• **EXERCISE GOAL**: Scan the records for "onto". Show the matching lines.

• **RECORD EXTRACTS**:
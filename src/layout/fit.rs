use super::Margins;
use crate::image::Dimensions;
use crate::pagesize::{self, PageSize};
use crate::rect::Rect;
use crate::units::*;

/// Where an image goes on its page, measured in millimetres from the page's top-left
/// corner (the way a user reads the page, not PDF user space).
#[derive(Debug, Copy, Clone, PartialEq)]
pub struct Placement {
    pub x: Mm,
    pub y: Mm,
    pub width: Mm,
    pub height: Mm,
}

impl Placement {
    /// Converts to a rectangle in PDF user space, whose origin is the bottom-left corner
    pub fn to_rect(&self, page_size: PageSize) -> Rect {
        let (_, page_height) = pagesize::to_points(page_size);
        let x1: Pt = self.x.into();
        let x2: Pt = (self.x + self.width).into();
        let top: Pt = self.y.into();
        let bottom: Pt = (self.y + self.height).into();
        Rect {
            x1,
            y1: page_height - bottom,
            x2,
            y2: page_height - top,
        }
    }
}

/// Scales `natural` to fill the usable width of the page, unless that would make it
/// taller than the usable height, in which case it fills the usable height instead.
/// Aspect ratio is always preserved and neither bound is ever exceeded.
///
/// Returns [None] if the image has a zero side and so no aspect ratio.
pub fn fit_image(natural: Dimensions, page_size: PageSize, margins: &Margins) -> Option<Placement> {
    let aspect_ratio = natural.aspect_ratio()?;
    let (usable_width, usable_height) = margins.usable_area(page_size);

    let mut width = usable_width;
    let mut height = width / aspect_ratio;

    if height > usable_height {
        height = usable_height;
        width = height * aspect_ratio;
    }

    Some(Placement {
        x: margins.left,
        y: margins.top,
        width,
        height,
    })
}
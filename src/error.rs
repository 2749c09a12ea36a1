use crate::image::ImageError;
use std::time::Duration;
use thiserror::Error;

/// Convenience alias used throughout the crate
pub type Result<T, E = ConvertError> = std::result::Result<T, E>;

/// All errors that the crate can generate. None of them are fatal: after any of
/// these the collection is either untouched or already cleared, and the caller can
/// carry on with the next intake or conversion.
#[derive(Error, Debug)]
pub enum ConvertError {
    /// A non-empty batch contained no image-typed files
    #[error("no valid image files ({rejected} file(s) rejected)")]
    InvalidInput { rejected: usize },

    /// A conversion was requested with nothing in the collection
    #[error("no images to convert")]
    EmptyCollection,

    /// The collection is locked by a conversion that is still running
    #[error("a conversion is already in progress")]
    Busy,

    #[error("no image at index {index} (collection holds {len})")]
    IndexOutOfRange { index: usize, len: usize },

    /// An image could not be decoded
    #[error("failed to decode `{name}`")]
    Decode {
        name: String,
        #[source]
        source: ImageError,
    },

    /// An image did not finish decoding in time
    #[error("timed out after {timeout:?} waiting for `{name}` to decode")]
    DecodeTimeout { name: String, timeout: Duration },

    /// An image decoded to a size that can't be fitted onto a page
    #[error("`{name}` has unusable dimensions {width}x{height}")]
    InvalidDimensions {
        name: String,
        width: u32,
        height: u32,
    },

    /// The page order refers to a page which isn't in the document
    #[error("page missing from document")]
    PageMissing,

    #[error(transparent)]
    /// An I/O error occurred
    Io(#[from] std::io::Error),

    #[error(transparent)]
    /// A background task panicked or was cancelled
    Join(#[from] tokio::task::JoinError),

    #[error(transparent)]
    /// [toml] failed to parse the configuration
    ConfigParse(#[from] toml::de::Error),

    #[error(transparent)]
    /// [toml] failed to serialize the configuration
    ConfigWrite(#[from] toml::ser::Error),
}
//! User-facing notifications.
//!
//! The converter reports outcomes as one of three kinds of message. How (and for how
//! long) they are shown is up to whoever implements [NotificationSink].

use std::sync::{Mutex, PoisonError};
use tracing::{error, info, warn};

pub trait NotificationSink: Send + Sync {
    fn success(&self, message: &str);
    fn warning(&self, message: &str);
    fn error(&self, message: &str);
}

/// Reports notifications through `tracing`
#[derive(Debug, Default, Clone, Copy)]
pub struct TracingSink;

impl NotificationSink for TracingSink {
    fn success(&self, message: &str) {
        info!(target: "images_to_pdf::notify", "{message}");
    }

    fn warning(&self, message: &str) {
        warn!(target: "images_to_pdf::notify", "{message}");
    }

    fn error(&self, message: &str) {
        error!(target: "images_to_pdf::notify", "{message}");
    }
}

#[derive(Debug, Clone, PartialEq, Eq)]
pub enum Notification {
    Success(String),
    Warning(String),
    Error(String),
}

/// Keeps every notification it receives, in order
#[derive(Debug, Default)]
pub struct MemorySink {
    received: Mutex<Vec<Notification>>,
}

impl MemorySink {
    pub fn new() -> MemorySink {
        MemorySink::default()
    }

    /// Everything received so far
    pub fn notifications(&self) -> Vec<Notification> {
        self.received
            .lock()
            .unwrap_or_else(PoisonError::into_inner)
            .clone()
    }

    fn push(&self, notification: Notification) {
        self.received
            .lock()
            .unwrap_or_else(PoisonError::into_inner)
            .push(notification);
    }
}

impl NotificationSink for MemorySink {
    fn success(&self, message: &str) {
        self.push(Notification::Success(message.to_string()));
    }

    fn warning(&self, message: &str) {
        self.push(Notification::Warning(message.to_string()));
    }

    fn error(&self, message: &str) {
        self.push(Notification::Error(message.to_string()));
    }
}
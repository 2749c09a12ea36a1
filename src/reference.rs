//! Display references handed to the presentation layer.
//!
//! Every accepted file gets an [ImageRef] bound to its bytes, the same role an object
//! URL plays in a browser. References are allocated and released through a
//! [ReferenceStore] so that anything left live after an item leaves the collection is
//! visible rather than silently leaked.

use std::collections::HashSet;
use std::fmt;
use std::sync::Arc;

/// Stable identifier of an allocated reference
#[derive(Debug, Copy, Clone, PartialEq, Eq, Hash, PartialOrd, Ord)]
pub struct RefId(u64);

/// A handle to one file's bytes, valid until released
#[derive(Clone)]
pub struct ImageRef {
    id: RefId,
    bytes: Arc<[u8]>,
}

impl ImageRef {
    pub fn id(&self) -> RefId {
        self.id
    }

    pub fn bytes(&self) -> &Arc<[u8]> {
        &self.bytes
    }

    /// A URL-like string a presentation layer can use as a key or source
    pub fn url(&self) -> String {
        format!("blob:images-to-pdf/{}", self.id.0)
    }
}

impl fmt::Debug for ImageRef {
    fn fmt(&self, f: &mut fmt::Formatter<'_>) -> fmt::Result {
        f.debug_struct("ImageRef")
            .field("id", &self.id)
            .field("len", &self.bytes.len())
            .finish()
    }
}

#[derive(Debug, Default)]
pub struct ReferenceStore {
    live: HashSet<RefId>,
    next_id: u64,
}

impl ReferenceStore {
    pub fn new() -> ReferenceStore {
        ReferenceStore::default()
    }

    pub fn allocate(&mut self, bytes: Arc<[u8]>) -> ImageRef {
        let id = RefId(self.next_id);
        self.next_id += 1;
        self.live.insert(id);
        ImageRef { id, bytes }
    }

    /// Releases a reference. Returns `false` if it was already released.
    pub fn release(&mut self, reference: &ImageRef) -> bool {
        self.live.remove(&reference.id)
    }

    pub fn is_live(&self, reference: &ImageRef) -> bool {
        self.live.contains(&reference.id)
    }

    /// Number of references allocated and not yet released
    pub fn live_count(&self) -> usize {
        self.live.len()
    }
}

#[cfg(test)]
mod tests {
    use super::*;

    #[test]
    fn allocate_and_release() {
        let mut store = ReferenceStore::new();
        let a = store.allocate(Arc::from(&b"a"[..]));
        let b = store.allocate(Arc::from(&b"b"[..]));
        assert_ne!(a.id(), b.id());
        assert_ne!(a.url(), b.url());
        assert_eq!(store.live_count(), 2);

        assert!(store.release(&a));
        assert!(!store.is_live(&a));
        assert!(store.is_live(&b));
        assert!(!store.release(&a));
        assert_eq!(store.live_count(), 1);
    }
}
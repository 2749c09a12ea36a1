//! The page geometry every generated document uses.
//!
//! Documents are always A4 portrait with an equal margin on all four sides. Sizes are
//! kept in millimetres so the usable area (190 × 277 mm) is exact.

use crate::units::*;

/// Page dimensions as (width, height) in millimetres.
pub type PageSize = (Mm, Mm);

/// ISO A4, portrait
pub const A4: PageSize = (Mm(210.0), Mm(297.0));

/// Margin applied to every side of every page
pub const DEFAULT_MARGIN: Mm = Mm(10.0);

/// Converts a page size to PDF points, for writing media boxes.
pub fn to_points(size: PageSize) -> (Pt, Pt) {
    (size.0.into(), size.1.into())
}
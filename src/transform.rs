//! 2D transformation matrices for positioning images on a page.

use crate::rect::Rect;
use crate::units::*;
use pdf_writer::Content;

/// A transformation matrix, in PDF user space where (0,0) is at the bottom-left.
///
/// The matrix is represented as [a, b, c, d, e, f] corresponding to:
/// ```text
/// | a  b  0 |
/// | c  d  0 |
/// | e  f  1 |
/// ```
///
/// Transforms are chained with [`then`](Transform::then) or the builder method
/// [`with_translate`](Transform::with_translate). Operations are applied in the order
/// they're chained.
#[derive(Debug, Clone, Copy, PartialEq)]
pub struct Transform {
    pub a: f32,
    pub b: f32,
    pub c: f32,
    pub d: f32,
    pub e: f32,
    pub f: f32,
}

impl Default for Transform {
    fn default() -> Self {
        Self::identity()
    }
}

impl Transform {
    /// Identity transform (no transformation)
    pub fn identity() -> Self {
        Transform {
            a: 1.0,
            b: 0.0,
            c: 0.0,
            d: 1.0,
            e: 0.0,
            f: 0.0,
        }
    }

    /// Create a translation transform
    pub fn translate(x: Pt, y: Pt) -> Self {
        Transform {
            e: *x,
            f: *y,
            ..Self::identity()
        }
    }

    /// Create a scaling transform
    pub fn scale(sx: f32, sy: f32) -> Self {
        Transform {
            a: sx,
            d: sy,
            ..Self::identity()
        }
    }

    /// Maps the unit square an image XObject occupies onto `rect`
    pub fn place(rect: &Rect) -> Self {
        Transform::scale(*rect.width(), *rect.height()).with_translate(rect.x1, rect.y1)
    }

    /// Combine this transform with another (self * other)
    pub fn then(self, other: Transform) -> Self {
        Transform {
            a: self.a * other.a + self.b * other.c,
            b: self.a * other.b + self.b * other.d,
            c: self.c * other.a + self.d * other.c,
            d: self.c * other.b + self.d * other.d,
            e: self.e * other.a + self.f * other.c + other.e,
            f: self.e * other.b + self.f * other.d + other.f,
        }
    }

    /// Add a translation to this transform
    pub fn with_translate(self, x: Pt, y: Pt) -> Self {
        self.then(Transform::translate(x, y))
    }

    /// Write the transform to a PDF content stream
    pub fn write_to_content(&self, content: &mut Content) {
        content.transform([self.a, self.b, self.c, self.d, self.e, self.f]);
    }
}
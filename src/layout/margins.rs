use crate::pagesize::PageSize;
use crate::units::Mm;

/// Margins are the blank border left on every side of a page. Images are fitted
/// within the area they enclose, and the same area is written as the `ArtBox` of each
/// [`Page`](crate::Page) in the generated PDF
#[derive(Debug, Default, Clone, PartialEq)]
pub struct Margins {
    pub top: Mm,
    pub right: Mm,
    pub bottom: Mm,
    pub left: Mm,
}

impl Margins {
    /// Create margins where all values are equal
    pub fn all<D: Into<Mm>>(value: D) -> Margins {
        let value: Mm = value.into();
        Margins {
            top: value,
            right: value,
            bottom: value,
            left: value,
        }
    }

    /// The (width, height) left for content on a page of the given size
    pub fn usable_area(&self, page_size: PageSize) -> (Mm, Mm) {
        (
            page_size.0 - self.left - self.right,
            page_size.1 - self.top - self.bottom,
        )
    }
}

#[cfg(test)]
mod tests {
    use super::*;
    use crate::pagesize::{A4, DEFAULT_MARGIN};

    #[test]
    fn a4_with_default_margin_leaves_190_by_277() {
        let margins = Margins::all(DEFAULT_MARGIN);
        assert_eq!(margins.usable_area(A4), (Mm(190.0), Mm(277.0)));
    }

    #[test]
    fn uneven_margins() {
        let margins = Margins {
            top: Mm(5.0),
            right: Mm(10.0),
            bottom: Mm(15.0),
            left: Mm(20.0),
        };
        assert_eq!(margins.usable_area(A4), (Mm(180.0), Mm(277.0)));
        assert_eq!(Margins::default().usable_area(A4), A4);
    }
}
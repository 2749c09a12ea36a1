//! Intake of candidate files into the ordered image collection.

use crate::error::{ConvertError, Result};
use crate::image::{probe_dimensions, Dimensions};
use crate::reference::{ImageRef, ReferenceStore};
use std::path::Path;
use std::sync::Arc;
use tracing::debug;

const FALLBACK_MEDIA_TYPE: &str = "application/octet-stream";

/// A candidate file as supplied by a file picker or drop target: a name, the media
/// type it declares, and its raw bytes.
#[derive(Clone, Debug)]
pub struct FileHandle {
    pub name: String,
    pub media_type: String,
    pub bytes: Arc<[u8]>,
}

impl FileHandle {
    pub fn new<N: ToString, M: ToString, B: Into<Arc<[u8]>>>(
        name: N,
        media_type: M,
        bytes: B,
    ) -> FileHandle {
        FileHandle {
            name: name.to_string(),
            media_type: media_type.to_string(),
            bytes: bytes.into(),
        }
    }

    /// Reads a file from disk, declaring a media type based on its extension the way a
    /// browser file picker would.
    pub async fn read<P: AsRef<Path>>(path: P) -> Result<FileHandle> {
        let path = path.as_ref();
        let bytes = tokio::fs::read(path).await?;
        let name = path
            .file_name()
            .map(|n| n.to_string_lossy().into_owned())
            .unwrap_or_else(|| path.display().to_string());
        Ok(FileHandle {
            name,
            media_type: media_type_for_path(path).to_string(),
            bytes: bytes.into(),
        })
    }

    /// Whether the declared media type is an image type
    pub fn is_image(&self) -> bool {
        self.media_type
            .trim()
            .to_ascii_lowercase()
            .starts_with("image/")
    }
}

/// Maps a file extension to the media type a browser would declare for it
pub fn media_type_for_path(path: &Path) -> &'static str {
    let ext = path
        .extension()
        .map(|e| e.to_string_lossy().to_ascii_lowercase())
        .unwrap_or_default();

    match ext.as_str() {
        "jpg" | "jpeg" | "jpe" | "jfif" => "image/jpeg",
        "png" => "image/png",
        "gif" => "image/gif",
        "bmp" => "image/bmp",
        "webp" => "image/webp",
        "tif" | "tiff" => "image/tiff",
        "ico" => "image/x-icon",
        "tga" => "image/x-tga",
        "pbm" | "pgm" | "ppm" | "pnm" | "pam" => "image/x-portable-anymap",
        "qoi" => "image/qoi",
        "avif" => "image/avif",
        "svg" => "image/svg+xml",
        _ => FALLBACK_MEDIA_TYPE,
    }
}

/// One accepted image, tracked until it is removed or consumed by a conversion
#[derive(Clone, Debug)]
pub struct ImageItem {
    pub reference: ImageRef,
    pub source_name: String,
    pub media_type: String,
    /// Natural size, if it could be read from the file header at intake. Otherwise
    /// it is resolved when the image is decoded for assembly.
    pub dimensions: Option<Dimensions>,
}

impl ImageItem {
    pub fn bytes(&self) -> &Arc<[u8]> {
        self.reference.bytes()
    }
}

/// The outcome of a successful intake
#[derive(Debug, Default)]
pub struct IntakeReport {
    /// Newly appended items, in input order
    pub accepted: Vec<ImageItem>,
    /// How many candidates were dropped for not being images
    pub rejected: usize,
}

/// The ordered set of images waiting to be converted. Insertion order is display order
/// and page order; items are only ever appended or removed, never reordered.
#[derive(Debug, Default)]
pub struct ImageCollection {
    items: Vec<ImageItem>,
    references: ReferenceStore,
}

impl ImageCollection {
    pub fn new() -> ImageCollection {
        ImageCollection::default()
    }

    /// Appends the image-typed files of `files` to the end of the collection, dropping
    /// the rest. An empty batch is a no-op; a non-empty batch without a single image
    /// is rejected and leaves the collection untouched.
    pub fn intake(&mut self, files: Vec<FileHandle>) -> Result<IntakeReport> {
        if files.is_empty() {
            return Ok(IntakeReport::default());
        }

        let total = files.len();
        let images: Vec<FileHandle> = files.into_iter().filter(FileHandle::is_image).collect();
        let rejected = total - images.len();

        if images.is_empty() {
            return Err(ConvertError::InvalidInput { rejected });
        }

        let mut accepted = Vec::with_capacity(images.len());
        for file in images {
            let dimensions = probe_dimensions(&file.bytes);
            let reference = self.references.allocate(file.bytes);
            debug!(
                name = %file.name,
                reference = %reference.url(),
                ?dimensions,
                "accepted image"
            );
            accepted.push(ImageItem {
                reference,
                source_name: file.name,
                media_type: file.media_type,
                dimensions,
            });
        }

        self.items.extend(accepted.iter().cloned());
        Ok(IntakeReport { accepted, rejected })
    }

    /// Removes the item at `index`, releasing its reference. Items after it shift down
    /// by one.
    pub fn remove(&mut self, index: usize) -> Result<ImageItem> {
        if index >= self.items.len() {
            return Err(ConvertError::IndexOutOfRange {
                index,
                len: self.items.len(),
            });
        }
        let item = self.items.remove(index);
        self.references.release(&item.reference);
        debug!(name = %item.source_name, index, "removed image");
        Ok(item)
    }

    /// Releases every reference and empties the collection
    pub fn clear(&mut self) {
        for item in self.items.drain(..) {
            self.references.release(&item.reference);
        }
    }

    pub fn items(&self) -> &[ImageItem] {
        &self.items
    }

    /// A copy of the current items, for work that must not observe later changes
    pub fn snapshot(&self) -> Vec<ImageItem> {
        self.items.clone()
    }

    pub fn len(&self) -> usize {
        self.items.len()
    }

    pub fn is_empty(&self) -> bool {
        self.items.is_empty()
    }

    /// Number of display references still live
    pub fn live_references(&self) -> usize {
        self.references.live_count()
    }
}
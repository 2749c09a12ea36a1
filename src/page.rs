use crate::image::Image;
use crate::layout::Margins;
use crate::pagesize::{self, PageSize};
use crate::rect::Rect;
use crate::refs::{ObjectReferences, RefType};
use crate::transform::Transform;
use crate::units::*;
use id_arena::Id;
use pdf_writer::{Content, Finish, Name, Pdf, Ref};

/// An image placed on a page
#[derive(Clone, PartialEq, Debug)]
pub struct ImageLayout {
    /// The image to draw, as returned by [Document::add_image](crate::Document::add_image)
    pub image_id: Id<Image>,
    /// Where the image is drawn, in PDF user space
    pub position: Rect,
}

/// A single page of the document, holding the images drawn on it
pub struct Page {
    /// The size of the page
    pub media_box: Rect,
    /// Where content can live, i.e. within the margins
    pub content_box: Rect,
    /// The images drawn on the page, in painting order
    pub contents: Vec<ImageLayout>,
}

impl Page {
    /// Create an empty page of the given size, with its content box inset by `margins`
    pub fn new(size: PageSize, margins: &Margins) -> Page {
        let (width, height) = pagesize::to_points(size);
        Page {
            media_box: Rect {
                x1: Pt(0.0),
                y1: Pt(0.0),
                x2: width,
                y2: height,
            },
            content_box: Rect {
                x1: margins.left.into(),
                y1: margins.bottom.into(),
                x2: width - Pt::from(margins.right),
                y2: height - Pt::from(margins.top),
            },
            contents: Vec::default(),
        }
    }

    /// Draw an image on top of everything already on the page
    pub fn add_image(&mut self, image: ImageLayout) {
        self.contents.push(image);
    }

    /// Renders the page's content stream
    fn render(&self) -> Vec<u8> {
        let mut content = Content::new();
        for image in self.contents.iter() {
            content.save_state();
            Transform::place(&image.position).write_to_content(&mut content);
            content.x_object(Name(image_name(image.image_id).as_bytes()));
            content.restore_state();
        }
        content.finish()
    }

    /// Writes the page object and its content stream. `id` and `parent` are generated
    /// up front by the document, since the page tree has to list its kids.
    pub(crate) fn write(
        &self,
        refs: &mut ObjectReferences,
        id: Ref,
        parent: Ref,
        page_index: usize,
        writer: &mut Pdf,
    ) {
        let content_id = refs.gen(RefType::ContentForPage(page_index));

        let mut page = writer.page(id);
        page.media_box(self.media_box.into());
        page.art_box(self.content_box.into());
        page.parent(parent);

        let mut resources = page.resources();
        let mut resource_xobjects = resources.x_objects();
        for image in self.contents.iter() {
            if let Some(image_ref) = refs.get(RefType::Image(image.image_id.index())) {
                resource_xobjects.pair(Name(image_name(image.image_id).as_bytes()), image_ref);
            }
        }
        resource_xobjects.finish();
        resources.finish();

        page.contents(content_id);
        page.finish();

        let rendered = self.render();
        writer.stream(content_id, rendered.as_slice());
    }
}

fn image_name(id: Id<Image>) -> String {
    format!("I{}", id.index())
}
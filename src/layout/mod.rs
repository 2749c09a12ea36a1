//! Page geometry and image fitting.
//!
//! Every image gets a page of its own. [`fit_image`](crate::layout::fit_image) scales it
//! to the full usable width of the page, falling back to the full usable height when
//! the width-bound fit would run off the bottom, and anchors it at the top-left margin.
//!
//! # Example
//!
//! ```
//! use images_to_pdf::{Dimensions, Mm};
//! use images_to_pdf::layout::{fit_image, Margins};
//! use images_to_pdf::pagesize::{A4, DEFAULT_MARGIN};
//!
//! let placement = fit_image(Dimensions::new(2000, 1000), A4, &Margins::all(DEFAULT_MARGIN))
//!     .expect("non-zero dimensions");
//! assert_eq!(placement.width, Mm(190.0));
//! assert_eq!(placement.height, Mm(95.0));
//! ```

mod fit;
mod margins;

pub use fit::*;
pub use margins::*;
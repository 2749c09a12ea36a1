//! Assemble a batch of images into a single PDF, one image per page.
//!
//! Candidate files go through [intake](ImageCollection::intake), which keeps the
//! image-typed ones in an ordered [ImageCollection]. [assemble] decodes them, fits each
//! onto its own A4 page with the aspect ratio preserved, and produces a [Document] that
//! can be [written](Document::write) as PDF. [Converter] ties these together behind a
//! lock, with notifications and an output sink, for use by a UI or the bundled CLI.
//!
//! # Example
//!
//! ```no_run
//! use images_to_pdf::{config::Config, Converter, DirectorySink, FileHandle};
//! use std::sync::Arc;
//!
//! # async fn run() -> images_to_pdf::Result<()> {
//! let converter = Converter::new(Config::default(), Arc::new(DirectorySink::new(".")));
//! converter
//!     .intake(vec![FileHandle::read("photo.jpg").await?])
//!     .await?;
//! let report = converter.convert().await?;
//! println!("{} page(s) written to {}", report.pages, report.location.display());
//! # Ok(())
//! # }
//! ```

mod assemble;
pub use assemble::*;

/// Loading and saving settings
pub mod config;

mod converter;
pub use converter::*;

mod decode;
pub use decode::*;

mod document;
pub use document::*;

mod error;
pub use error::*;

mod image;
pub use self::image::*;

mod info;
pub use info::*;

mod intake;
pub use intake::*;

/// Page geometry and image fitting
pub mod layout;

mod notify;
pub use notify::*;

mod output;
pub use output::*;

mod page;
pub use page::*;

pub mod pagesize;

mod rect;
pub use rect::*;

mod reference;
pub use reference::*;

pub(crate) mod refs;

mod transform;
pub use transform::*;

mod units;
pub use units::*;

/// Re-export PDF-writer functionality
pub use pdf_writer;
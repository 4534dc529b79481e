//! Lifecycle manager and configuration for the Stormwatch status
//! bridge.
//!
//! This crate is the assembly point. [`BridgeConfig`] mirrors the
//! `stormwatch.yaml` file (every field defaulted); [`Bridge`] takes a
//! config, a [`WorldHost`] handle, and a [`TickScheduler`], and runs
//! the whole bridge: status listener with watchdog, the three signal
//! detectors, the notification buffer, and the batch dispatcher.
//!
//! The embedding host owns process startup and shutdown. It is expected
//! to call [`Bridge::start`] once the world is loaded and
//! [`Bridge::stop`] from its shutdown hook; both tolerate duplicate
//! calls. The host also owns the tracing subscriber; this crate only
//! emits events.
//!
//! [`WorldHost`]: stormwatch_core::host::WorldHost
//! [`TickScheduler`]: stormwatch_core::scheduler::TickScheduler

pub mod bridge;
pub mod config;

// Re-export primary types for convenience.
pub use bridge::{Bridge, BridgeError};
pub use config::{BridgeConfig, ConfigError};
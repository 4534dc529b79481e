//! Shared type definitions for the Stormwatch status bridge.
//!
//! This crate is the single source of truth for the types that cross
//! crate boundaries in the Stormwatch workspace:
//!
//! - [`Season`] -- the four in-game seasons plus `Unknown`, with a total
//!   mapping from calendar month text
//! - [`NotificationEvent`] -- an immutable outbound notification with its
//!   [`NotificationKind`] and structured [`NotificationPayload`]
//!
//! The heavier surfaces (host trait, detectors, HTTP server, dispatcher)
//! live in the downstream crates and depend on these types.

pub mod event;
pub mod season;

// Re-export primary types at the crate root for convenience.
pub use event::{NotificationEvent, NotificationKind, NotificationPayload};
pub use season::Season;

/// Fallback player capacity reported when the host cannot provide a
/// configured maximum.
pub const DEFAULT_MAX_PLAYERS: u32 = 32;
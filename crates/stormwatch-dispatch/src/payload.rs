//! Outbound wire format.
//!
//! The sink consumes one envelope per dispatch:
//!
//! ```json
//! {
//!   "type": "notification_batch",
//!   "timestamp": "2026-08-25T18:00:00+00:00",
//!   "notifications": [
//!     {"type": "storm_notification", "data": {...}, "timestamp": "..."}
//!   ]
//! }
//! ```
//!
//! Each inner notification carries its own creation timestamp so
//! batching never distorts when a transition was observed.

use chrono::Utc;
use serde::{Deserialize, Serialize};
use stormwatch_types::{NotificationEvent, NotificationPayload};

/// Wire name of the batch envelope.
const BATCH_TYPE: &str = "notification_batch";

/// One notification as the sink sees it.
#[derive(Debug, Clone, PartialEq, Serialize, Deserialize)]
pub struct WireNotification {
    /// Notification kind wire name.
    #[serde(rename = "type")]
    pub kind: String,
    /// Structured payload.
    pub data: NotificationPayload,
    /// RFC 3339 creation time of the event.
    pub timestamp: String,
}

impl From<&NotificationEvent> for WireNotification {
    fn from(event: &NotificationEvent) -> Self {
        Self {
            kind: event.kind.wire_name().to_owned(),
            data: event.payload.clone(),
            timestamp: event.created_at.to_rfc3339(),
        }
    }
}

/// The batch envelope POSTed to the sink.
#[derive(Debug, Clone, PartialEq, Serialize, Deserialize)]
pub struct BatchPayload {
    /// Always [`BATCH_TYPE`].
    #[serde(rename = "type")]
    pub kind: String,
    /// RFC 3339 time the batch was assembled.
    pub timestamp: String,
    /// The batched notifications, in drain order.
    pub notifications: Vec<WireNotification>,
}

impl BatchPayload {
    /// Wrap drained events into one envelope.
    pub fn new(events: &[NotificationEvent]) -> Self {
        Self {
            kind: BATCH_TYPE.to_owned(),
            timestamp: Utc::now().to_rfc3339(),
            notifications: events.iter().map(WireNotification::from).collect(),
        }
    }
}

• **TASK RESPONSE**:
    /// An image decoded to a size that can't be fitted onto a page
    /// Maps the unit square an image XObject occupies onto `rect`
//! onto its own A4 page with the aspect ratio preserved, and produces a [Document] that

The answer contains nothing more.